- **Data to use**
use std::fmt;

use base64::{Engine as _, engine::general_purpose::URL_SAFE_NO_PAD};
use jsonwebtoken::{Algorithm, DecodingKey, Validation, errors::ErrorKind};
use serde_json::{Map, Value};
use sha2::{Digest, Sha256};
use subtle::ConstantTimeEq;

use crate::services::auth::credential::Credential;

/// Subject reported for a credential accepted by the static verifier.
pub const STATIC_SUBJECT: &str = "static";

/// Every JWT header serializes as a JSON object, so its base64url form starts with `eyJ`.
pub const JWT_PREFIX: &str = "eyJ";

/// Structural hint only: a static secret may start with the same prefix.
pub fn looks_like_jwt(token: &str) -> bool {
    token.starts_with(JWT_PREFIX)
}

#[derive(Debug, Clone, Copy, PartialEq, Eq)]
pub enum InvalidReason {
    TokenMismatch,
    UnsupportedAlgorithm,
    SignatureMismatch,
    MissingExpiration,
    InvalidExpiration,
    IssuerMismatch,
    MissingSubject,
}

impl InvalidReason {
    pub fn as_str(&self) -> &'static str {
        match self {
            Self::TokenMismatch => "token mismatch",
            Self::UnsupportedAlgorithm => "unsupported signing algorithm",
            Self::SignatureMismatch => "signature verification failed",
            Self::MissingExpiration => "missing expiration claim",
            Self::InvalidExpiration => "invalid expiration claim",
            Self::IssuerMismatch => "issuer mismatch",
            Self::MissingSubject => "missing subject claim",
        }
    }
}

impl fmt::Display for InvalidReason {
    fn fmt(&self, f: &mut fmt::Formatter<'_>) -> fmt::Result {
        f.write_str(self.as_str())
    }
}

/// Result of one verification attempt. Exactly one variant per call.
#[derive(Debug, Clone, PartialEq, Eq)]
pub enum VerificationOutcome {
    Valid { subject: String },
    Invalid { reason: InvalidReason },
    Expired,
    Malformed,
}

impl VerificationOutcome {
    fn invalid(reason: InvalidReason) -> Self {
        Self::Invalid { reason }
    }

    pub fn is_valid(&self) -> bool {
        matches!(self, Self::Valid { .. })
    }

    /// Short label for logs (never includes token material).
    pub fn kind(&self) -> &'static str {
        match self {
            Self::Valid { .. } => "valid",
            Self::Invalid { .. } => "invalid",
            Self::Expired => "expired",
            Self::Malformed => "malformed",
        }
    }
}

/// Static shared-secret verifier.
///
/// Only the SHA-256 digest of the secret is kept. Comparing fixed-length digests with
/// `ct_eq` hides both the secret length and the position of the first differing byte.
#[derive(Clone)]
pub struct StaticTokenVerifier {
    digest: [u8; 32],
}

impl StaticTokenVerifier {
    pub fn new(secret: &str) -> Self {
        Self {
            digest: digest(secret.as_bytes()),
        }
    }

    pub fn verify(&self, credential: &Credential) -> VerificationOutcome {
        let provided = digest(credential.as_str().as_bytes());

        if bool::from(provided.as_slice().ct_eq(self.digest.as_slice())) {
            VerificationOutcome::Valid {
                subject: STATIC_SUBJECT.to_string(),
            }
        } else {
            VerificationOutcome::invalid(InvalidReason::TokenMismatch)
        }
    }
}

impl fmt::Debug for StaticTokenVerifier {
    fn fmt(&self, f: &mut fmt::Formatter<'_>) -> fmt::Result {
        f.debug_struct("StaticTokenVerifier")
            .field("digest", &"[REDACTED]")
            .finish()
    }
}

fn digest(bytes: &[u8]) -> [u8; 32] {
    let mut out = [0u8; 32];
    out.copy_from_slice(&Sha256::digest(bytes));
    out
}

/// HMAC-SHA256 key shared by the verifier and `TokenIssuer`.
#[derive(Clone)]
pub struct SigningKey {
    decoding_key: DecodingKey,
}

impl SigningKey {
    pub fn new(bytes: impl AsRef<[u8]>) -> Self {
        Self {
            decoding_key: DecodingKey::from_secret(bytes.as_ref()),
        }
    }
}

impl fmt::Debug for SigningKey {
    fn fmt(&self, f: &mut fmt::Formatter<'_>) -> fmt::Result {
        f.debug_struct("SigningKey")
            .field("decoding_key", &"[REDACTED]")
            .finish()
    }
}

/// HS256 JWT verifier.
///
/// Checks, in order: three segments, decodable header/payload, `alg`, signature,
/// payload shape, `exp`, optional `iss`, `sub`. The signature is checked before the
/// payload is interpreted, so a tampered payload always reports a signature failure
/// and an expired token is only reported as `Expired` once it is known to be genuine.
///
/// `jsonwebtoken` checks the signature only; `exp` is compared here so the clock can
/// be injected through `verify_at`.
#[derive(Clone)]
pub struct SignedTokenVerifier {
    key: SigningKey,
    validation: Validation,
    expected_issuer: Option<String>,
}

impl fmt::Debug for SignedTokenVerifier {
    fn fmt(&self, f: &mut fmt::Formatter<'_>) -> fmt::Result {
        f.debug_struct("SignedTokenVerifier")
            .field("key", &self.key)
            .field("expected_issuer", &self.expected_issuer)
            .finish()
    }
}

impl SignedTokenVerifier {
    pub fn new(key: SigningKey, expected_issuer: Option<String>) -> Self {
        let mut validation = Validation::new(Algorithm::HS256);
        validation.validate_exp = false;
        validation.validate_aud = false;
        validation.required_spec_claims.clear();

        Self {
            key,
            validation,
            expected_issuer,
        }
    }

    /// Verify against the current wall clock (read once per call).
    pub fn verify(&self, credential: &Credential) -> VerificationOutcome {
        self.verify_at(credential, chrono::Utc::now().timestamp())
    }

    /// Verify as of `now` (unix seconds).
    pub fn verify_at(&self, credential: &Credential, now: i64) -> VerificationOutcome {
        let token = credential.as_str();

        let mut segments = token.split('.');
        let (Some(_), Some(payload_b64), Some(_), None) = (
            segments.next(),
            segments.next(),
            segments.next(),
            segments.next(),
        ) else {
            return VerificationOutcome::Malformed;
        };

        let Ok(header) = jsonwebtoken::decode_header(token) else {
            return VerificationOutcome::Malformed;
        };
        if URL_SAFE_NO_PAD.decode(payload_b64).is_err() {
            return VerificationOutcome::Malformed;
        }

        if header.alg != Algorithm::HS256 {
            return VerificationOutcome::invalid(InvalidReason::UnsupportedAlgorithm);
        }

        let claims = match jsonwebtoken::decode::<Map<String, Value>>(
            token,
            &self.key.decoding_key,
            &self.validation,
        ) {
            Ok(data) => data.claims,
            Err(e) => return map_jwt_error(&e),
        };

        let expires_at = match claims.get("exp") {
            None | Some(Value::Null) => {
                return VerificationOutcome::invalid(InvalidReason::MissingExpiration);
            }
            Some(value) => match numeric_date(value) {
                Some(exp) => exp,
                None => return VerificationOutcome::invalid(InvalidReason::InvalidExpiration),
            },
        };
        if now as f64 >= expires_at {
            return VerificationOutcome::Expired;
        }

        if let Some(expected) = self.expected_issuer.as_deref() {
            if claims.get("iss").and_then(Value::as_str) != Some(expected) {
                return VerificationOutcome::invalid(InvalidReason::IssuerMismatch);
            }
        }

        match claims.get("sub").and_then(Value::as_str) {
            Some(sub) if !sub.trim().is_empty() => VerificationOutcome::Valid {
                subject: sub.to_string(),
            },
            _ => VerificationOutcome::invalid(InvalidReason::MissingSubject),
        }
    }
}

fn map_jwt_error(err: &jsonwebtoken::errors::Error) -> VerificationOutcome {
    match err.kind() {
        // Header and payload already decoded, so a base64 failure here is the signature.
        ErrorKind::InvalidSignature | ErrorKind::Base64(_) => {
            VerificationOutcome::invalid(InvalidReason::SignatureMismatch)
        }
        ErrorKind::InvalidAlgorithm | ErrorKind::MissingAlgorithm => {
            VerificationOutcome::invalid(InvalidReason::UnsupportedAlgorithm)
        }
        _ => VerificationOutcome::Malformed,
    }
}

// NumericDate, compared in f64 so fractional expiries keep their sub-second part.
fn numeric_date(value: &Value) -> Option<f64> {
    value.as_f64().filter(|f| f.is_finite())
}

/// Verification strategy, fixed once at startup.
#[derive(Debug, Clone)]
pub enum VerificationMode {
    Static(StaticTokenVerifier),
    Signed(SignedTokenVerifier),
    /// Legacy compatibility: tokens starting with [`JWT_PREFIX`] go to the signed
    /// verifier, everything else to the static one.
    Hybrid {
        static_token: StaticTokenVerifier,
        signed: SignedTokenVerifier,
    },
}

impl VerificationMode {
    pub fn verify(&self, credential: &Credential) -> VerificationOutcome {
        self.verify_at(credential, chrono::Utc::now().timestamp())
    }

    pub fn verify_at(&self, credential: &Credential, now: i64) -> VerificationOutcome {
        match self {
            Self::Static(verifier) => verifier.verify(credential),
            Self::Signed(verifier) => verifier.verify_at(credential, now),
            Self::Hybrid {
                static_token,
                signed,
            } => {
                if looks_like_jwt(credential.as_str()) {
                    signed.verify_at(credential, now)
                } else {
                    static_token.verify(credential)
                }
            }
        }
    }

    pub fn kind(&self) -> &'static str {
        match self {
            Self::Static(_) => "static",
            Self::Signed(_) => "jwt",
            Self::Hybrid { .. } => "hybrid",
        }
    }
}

...

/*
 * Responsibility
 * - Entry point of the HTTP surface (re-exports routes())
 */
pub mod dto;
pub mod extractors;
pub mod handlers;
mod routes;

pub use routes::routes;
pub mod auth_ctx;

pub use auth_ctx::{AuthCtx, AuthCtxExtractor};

---

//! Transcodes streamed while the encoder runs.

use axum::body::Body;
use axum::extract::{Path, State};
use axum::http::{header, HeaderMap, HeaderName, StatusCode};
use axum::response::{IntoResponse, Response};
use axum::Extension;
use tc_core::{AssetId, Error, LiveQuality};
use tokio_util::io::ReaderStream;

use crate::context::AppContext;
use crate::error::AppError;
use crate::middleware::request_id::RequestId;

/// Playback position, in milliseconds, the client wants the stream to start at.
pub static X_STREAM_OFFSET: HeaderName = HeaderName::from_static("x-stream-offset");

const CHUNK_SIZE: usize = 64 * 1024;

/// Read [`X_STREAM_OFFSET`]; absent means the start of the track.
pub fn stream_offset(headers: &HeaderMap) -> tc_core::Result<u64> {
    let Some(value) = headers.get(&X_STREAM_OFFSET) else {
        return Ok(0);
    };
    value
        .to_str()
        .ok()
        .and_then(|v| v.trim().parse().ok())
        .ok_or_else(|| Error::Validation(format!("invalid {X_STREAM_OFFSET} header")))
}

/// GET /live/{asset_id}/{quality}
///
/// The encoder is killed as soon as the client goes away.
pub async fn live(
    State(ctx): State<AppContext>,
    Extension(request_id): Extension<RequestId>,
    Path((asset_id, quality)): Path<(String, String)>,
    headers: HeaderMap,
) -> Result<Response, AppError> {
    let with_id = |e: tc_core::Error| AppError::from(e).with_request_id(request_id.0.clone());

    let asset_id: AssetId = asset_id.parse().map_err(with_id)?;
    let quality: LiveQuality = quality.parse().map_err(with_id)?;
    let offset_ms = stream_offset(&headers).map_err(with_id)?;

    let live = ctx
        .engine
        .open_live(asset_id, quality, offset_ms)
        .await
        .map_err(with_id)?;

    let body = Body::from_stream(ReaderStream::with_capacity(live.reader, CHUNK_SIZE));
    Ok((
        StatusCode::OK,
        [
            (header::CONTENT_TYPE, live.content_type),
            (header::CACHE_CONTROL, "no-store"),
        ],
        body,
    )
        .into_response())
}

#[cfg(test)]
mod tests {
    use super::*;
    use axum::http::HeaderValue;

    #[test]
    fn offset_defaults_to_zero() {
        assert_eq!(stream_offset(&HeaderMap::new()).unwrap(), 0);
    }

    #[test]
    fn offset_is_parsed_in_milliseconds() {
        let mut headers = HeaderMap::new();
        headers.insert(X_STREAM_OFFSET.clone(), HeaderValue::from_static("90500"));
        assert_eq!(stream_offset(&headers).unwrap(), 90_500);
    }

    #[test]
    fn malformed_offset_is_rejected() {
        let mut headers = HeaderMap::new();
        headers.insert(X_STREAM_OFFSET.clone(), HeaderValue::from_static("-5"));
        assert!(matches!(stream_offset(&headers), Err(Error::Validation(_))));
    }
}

- **Task to carry out**
Where a line in the records above contains the string "provided", return that line.

- **Solution for this problem**
        let provided = digest(credential.as_str().as_bytes());
        if bool::from(provided.as_slice().ct_eq(self.digest.as_slice())) {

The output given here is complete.